Stored records.
++++++++

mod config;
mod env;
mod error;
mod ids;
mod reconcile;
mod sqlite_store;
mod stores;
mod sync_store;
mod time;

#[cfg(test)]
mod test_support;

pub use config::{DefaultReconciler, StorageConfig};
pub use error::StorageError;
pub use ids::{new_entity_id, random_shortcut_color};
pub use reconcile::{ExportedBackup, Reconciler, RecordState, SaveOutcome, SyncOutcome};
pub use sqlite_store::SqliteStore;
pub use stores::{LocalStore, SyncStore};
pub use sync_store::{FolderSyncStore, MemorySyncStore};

++++++++

Aim of the task.
Examine the records above and state the number of lines that include "config", with no further text.

Completed exercise.
2